The plaintiff, alleging himself to be the endorsee of a promissory note, sued one of the drawers, and obtained a judgment, from which the latter has appealed.
The evidence shows that the note was executed in the state of Mississippi, where all the parties are bound jointly and severally, although the obligation be only joint on its face according to our law. The rate of interest is shown to be eight per cent-; and it is further shown that the note was made payable at the Commercial and Rail Road Bank at Vicksburg.

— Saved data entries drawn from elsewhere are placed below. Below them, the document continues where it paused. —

use crate::config::GatewayConfig;
use crate::models::{StorageKey, UploadResult, UploadedFile};
use crate::services::storage::StorageService;
use crate::utils::naming::{
    base_name_from_original, build_storage_key, extension_for_content_type, object_url,
};
use anyhow::{Result, anyhow};
use chrono::Utc;
use std::sync::Arc;
use tokio::task::JoinSet;
use tracing::{debug, info, warn};

type Clock = Arc<dyn Fn() -> i64 + Send + Sync>;

pub struct UploadService {
    storage: Arc<dyn StorageService>,
    region: String,
    endpoint: Option<String>,
    clock: Clock,
}

impl UploadService {
    pub fn new(storage: Arc<dyn StorageService>, config: &GatewayConfig) -> Self {
        Self {
            storage,
            region: config.region.clone(),
            endpoint: config.endpoint.clone(),
            clock: Arc::new(|| Utc::now().timestamp_millis()),
        }
    }

    /// Replaces the millisecond clock used for single-file keys.
    pub fn with_clock<F>(mut self, clock: F) -> Self
    where
        F: Fn() -> i64 + Send + Sync + 'static,
    {
        self.clock = Arc::new(clock);
        self
    }

    /// Key for the single-file variant: `{directory}/{millis}_{file_name}{.ext}`.
    pub fn single_file_key(
        &self,
        directory: &str,
        file_name: &str,
        content_type: &str,
    ) -> StorageKey {
        build_storage_key(
            directory,
            Some((self.clock)()),
            file_name,
            extension_for_content_type(content_type),
        )
    }

    /// Key for the batch variant: `{directory}/{original base name}{.ext}`.
    ///
    /// Re-uploading a file with the same name and type overwrites the object.
    pub fn batch_file_key(directory: &str, file: &UploadedFile) -> StorageKey {
        build_storage_key(
            directory,
            None,
            base_name_from_original(&file.original_name),
            extension_for_content_type(&file.content_type),
        )
    }

    /// Uploads one file under a caller-chosen name and returns its public URL.
    pub async fn upload_single(
        &self,
        file: UploadedFile,
        directory: &str,
        file_name: &str,
    ) -> Result<UploadResult> {
        let key = self.single_file_key(directory, file_name, &file.content_type);
        debug!(
            "Uploading '{}' ({} bytes) to {}",
            file.original_name,
            file.bytes.len(),
            key
        );

        let receipt = self
            .storage
            .put_object(&key, file.bytes, &file.content_type)
            .await?;

        let location = object_url(
            &self.region,
            self.storage.bucket(),
            self.endpoint.as_deref(),
            &key,
        );
        info!("✅ Stored {}", key);

        Ok(UploadResult {
            key,
            receipt,
            location,
        })
    }

    /// Uploads every file concurrently and returns the results in input order.
    ///
    /// All puts are joined before returning. If any of them failed the whole
    /// batch fails; objects already written are left in place.
    pub async fn upload_batch(
        &self,
        files: Vec<UploadedFile>,
        directory: &str,
    ) -> Result<Vec<UploadResult>> {
        let count = files.len();
        if count == 0 {
            return Err(anyhow!("batch contains no files"));
        }

        let mut tasks = JoinSet::new();
        for (index, file) in files.into_iter().enumerate() {
            let storage = Arc::clone(&self.storage);
            let key = Self::batch_file_key(directory, &file);
            debug!("Uploading '{}' ({} bytes) to {}", file.original_name, file.bytes.len(), key);

            tasks.spawn(async move {
                let outcome = storage
                    .put_object(&key, file.bytes, &file.content_type)
                    .await;
                (index, key, outcome)
            });
        }

        let mut results: Vec<Option<UploadResult>> = (0..count).map(|_| None).collect();
        let mut first_error = None;
        let mut failures = 0usize;

        while let Some(joined) = tasks.join_next().await {
            match joined {
                Ok((index, key, Ok(receipt))) => {
                    results[index] = Some(UploadResult {
                        location: key.to_string(),
                        key,
                        receipt,
                    });
                }
                Ok((_, key, Err(e))) => {
                    failures += 1;
                    warn!("Upload of {} failed: {:#}", key, e);
                    first_error.get_or_insert(e.context(format!("upload of {} failed", key)));
                }
                Err(e) => {
                    failures += 1;
                    warn!("Upload task failed to complete: {}", e);
                    first_error.get_or_insert_with(|| anyhow!(e));
                }
            }
        }

        if let Some(e) = first_error {
            return Err(e.context(format!("{} of {} uploads failed", failures, count)));
        }

        info!("✅ Stored {} files under '{}/'", count, directory);

        results
            .into_iter()
            .collect::<Option<Vec<_>>>()
            .ok_or_else(|| anyhow!("upload result missing from batch"))
    }
}

#[cfg(test)]
mod tests {
    use super::*;
    use crate::models::PutObjectReceipt;
    use crate::services::storage::MemoryStorageService;
    use async_trait::async_trait;
    use bytes::Bytes;
    use std::sync::atomic::{AtomicUsize, Ordering};

    fn file(name: &str, content_type: &str) -> UploadedFile {
        UploadedFile {
            original_name: name.to_string(),
            content_type: content_type.to_string(),
            bytes: Bytes::from(format!("contents of {}", name)),
        }
    }

    fn config() -> GatewayConfig {
        let mut config = GatewayConfig::development();
        config.region = "eu-west-1".to_string();
        config.endpoint = None;
        config
    }

    /// Fails every key containing `needle`, counting all calls.
    struct FailingStorage {
        inner: MemoryStorageService,
        needle: &'static str,
        calls: AtomicUsize,
    }

    #[async_trait]
    impl StorageService for FailingStorage {
        async fn put_object(
            &self,
            key: &StorageKey,
            body: Bytes,
            content_type: &str,
        ) -> Result<PutObjectReceipt> {
            self.calls.fetch_add(1, Ordering::SeqCst);
            if key.as_str().contains(self.needle) {
                return Err(anyhow!("AccessDenied"));
            }
            self.inner.put_object(key, body, content_type).await
        }

        async fn check_bucket(&self) -> Result<()> {
            Ok(())
        }

        fn bucket(&self) -> &str {
            self.inner.bucket()
        }
    }

    #[tokio::test]
    async fn test_single_upload_builds_timestamped_key_and_url() {
        let storage = MemoryStorageService::new("media");
        let service = UploadService::new(Arc::new(storage.clone()), &config())
            .with_clock(|| 1_700_000_000_000);

        let result = service
            .upload_single(file("IMG_0001.JPG", "image/png"), "avatars", "alice")
            .await
            .unwrap();

        assert_eq!(result.key.as_str(), "avatars/1700000000000_alice.png");
        assert_eq!(
            result.location,
            "https://s3.eu-west-1.amazonaws.com/media/avatars/1700000000000_alice.png"
        );
        let stored = storage.get(result.key.as_str()).await.unwrap();
        assert_eq!(stored.content_type, "image/png");
        assert_eq!(stored.body, Bytes::from("contents of IMG_0001.JPG"));
    }

    #[tokio::test]
    async fn test_single_upload_keys_differ_across_timestamps() {
        let storage = Arc::new(MemoryStorageService::new("media"));
        let tick = Arc::new(AtomicUsize::new(0));
        let clock = Arc::clone(&tick);
        let service = UploadService::new(storage.clone(), &config())
            .with_clock(move || 1_000 + clock.fetch_add(1, Ordering::SeqCst) as i64);

        let first = service
            .upload_single(file("a.txt", "text/plain"), "docs", "report")
            .await
            .unwrap();
        let second = service
            .upload_single(file("a.txt", "text/plain"), "docs", "report")
            .await
            .unwrap();

        assert_ne!(first.key, second.key);
        assert_eq!(storage.len().await, 2);
    }

    #[tokio::test]
    async fn test_batch_preserves_input_order() {
        let storage = Arc::new(MemoryStorageService::new("media"));
        let service = UploadService::new(storage.clone(), &config());

        let files = (0..12)
            .map(|i| file(&format!("photo{}.raw", i), "image/webp"))
            .collect();
        let results = service.upload_batch(files, "gallery").await.unwrap();

        let keys: Vec<&str> = results.iter().map(|r| r.location.as_str()).collect();
        let expected: Vec<String> = (0..12).map(|i| format!("gallery/photo{}.webp", i)).collect();
        assert_eq!(keys, expected);
        assert_eq!(storage.len().await, 12);
    }

    #[tokio::test]
    async fn test_batch_reuses_keys_for_identical_files() {
        let storage = Arc::new(MemoryStorageService::new("media"));
        let service = UploadService::new(storage.clone(), &config());

        let first = service
            .upload_batch(vec![file("a.png", "image/png")], "uploads")
            .await
            .unwrap();
        let second = service
            .upload_batch(vec![file("a.png", "image/png")], "uploads")
            .await
            .unwrap();

        assert_eq!(first[0].key, second[0].key);
        assert_eq!(storage.len().await, 1);
    }

    #[tokio::test]
    async fn test_batch_fails_when_one_put_fails_and_joins_siblings() {
        let storage = Arc::new(FailingStorage {
            inner: MemoryStorageService::new("media"),
            needle: "broken",
            calls: AtomicUsize::new(0),
        });
        let service = UploadService::new(storage.clone(), &config());

        let files = vec![
            file("one.png", "image/png"),
            file("broken.png", "image/png"),
            file("three.png", "image/png"),
        ];
        let err = service.upload_batch(files, "uploads").await.unwrap_err();

        assert!(err.to_string().contains("1 of 3 uploads failed"));
        let chain = format!("{:#}", err);
        assert!(chain.contains("upload of uploads/broken.png failed"), "{}", chain);
        assert!(chain.contains("AccessDenied"), "{}", chain);
        assert_eq!(storage.calls.load(Ordering::SeqCst), 3);
        // Siblings ran to completion and are not rolled back
        assert_eq!(
            storage.inner.keys().await,
            vec!["uploads/one.png".to_string(), "uploads/three.png".to_string()]
        );
    }

    #[tokio::test]
    async fn test_empty_batch_is_rejected() {
        let service = UploadService::new(Arc::new(MemoryStorageService::new("media")), &config());
        assert!(service.upload_batch(Vec::new(), "uploads").await.is_err());
    }
}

The defendant presents various defences, but it is only necessary to notice one. He says that the note is made payable at a particular place, and that there is no evidence it ever was presented at that place for payment, previous to the institution of the suit. We have examined the record in vain for evidence to prove a demand of payment at the bank in Vicksburg. The plaintiff’s counsel insists that by the laws of Mississippi this demand is not necessary there, and that it should not be exacted here. We are not satisfied, from any thing we see in the record, that it is not necessary in Mississippi to enable a party to recover; and if it were shown to be a .rule of evidence in that state, it would still be questionable whether it *312would authorize us to disregard the settled jurisprudence of our own state, which is, that whenever a note is made payable at a particular place, payment must be demanded there before a recovery can be had on it. 3 Martin, N. S., 423. 14 La., 180.
C. M. Jones, for the plaintiff. Chinn, for the defendant.The judgment of the District Court is therefore reversed, and ours is for the defendant as in case of non-suit, with costs in both courts.